It is a very important time to be looking more deeply at REDD – something that has both the possibility to make a real difference to the global environment but also holds the prospect of accelerating its destruction. Paying communities to halt deforestation and manage their forests sustainably, whilst integrating the offsets generated by this into the global carbon trading market, could really help forests pay for themselves and safeguard their future. But if REDD ends up simply further institutionalising Western economism and the commoditisation of nature, marginalising local communities and businesses, then it will not only have negative effects on the environment but also further degrade cultural diversity and deepen poverty around the world.
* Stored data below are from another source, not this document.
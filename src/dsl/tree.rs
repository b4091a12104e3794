//! Tree builder -- folds indented [`Line`]s into nested maps and lists.
//!
//! This stage knows nothing about agents; it only understands nesting. The
//! parser walks the resulting [`Node`] tree and gives sections meaning.

use serde_json::{Map, Number, Value};

use super::diagnostics::Diagnostic;
use super::lexer::{ItemBody, Line, Scalar, Token};

/// A structural node.
#[derive(Debug, Clone, PartialEq)]
pub enum Node {
    Scalar(Scalar),
    Map(Vec<Entry>),
    List(Vec<Item>),
    /// `key:` with nothing nested beneath it.
    Empty,
}

/// `key: value` inside a map, with the position of the key.
#[derive(Debug, Clone, PartialEq)]
pub struct Entry {
    pub key: String,
    pub value: Node,
    pub line: usize,
    pub column: usize,
    /// Set when the entry came from a `step <id>: kind provider` header.
    pub header: Option<StepHead>,
}

/// Kind and provider written inline on a flat step header.
#[derive(Debug, Clone, PartialEq, Default)]
pub struct StepHead {
    pub kind: Option<String>,
    pub provider: Option<String>,
}

/// One `- ` element of a list.
#[derive(Debug, Clone, PartialEq)]
pub struct Item {
    pub value: Node,
    pub line: usize,
    pub column: usize,
}

impl Scalar {
    /// Convert to JSON. Plain scalars are typed; quoted and block scalars
    /// always stay strings.
    pub fn to_value(&self) -> Value {
        match self {
            Scalar::Plain(s) => plain_to_value(s),
            Scalar::Quoted(s) | Scalar::Block(s) => Value::String(s.clone()),
            Scalar::List(items) => Value::Array(items.iter().map(Scalar::to_value).collect()),
        }
    }

    /// Text form, for places that only take strings (ids, templates).
    pub fn as_text(&self) -> String {
        match self {
            Scalar::Plain(s) | Scalar::Quoted(s) | Scalar::Block(s) => s.clone(),
            Scalar::List(_) => self.to_value().to_string(),
        }
    }
}

fn plain_to_value(s: &str) -> Value {
    match s {
        "" | "~" => return Value::Null,
        _ if s.eq_ignore_ascii_case("null") => return Value::Null,
        _ if s.eq_ignore_ascii_case("true") => return Value::Bool(true),
        _ if s.eq_ignore_ascii_case("false") => return Value::Bool(false),
        _ => {}
    }
    if let Ok(i) = s.parse::<i64>() {
        return Value::Number(i.into());
    }
    let numeric = s
        .chars()
        .all(|c| c.is_ascii_digit() || matches!(c, '.' | '-' | '+' | 'e' | 'E'));
    if numeric && s.chars().any(|c| c.is_ascii_digit()) {
        if let Some(n) = s.parse::<f64>().ok().and_then(Number::from_f64) {
            return Value::Number(n);
        }
    }
    Value::String(s.to_string())
}

impl Node {
    pub fn to_value(&self) -> Value {
        match self {
            Node::Scalar(s) => s.to_value(),
            Node::Map(entries) => {
                let mut map = Map::new();
                for e in entries {
                    map.insert(e.key.clone(), e.value.to_value());
                }
                Value::Object(map)
            }
            Node::List(items) => Value::Array(items.iter().map(|i| i.value.to_value()).collect()),
            Node::Empty => Value::Null,
        }
    }

    pub fn as_scalar(&self) -> Option<&Scalar> {
        match self {
            Node::Scalar(s) => Some(s),
            _ => None,
        }
    }
}

/// Builds a [`Node`] tree out of lexed lines.
#[derive(Debug)]
pub struct TreeBuilder<'a> {
    lines: &'a [Line],
    pos: usize,
    diagnostics: Vec<Diagnostic>,
}

impl<'a> TreeBuilder<'a> {
    pub fn new(lines: &'a [Line]) -> Self {
        Self {
            lines,
            pos: 0,
            diagnostics: Vec::new(),
        }
    }

    /// Build the root map. Root content is expected at indentation 0;
    /// anything else is reported and skipped.
    pub fn build(mut self) -> (Vec<Entry>, Vec<Diagnostic>) {
        let mut root = Vec::new();
        while let Some(line) = self.current() {
            if line.indent > 0 {
                self.unexpected_indentation(line, 0);
                continue;
            }
            match self.parse_block(0) {
                Node::Map(entries) => root.extend(entries),
                Node::List(items) => {
                    for item in items {
                        self.diagnostics.push(
                            Diagnostic::error(item.line, item.column, "List item outside of any section")
                                .with_suggestion("Put the item under a section such as `steps:`"),
                        );
                    }
                }
                _ => {}
            }
        }
        (root, self.diagnostics)
    }

    fn current(&self) -> Option<&'a Line> {
        self.lines.get(self.pos)
    }

    fn advance(&mut self) -> Option<&'a Line> {
        let line = self.current();
        self.pos += 1;
        line
    }

    /// Parse whatever block starts at the current line, provided it is
    /// indented at least `min_indent`.
    fn parse_block(&mut self, min_indent: usize) -> Node {
        let Some(line) = self.current() else {
            return Node::Empty;
        };
        if line.indent < min_indent {
            return Node::Empty;
        }
        match line.token {
            Token::Item { .. } => self.parse_list(line.indent),
            _ => self.parse_map(line.indent, Vec::new()),
        }
    }

    fn parse_map(&mut self, indent: usize, mut entries: Vec<Entry>) -> Node {
        while let Some(line) = self.current() {
            if line.indent < indent {
                break;
            }
            if line.indent > indent {
                self.unexpected_indentation(line, indent);
                continue;
            }

            match &line.token {
                Token::Entry { key, value } => {
                    self.advance();
                    let value = self.entry_value(value.clone(), indent, line);
                    entries.push(Entry {
                        key: key.clone(),
                        value,
                        line: line.number,
                        column: line.column(),
                        header: None,
                    });
                }
                Token::StepHeader { id, kind, provider } => {
                    self.advance();
                    let value = self.entry_value(None, indent, line);
                    entries.push(Entry {
                        key: id.clone(),
                        value,
                        line: line.number,
                        column: line.column(),
                        header: Some(StepHead {
                            kind: kind.clone(),
                            provider: provider.clone(),
                        }),
                    });
                }
                Token::Item { .. } => {
                    // A list can only follow `key:` directly.
                    self.diagnostics.push(
                        Diagnostic::error(line.number, line.column(), "List item where a `key: value` entry was expected")
                            .with_context(&line.text)
                            .with_suggestion("Start the list right after a line ending in ':'"),
                    );
                    self.advance();
                    self.skip_deeper_than(indent);
                }
                Token::Text(text) => {
                    self.diagnostics.push(
                        Diagnostic::error(line.number, line.column(), format!("Expected `key: value`, found '{}'", text))
                            .with_context(&line.text)
                            .with_suggestion("Separate the key and value with ': '"),
                    );
                    self.advance();
                    self.skip_deeper_than(indent);
                }
                Token::Directive { name, .. } => {
                    self.diagnostics.push(
                        Diagnostic::error(line.number, line.column(), format!("Directive '@{}' is only allowed at the top level", name))
                            .with_context(&line.text),
                    );
                    self.advance();
                }
            }
        }
        Node::Map(entries)
    }

    fn parse_list(&mut self, indent: usize) -> Node {
        let mut items = Vec::new();
        while let Some(line) = self.current() {
            if line.indent < indent {
                break;
            }
            if line.indent > indent {
                self.unexpected_indentation(line, indent);
                continue;
            }
            let Token::Item { content_indent, body } = &line.token else {
                break;
            };
            self.advance();

            let value = match body {
                ItemBody::Empty => self.nested(indent),
                ItemBody::Scalar(s) => {
                    self.reject_children(line, indent);
                    Node::Scalar(s.clone())
                }
                ItemBody::Entry { key, value } => {
                    let first = Entry {
                        key: key.clone(),
                        value: self.entry_value(value.clone(), *content_indent, line),
                        line: line.number,
                        column: content_indent + 1,
                        header: None,
                    };
                    match self.current() {
                        Some(next) if next.indent == *content_indent && !matches!(next.token, Token::Item { .. }) => {
                            self.parse_map(*content_indent, vec![first])
                        }
                        _ => Node::Map(vec![first]),
                    }
                }
            };
            items.push(Item {
                value,
                line: line.number,
                column: line.column(),
            });
        }
        Node::List(items)
    }

    /// Value for an entry whose key sits at `indent`.
    fn entry_value(&mut self, value: Option<Scalar>, indent: usize, line: &Line) -> Node {
        match value {
            Some(scalar) => {
                self.reject_children(line, indent);
                Node::Scalar(scalar)
            }
            None => match self.current() {
                Some(next) if next.indent > indent => self.parse_block(indent + 1),
                // `key:` followed by `- item` at the same indentation.
                Some(next) if next.indent == indent && matches!(next.token, Token::Item { .. }) => {
                    self.parse_list(indent)
                }
                _ => Node::Empty,
            },
        }
    }

    fn nested(&mut self, indent: usize) -> Node {
        match self.current() {
            Some(next) if next.indent > indent => self.parse_block(indent + 1),
            _ => Node::Empty,
        }
    }

    /// A scalar value cannot own an indented block.
    fn reject_children(&mut self, owner: &Line, indent: usize) {
        if let Some(next) = self.current() {
            if next.indent > indent {
                self.diagnostics.push(
                    Diagnostic::error(next.number, next.column(), "Unexpected indentation")
                        .with_context(&next.text)
                        .with_suggestion(format!(
                            "Line {} already has a value; remove the value after ':' to nest a block, or dedent this line",
                            owner.number
                        )),
                );
                self.skip_deeper_than(indent);
            }
        }
    }

    fn unexpected_indentation(&mut self, line: &Line, indent: usize) {
        self.diagnostics.push(
            Diagnostic::error(line.number, line.column(), "Unexpected indentation")
                .with_context(&line.text)
                .with_suggestion(format!("Align this line to column {} or nest it under a key ending in ':'", indent + 1)),
        );
        self.skip_deeper_than(indent);
    }

    fn skip_deeper_than(&mut self, indent: usize) {
        while let Some(line) = self.current() {
            if line.indent > indent {
                self.advance();
            } else {
                break;
            }
        }
    }
}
Glenn Prickett, executive director of Conservation International, kindly stopped off for a brief interview with us about REDD. He had said earlier in the day that it felt like he had been in preparation for the growth of this issue for the last 20 years and it was like the starter’s gun had just gone off. It has indeed been surprising how quickly and fully people have come to back the initiative. What is important now is how the international community moulds this growing market in a way that avoids the pitfalls of the old capitalist system whilst ushering in a new model for valuing natural assets.

We are sifting through possible places to film and how to fund these programmes as I write this very blog. Watch this space for more insights into our work on the REDD issue and please feel free to send us any links or any of your ideas about how we can put the episode together.

2 comments.

  1. Hi Ollie,

    You might be interested in taking a look at redd-monitor.org, which is looking at some of the risks associated with REDD — particularly those linked to the carbon market. We share your concern that REDD could end up “simply further institutionalising Western economism and the commoditisation of nature, marginalising local communities and businesses”.

  2. [...] . . . . . . . . . . . . . . . . . . . . . . . . . . . . . . . . . . . . . . . . . . . . . . . . . REDD shift Nature Inc is a BBC series about putting a price on nature. This post on the Producers’ Blog [...]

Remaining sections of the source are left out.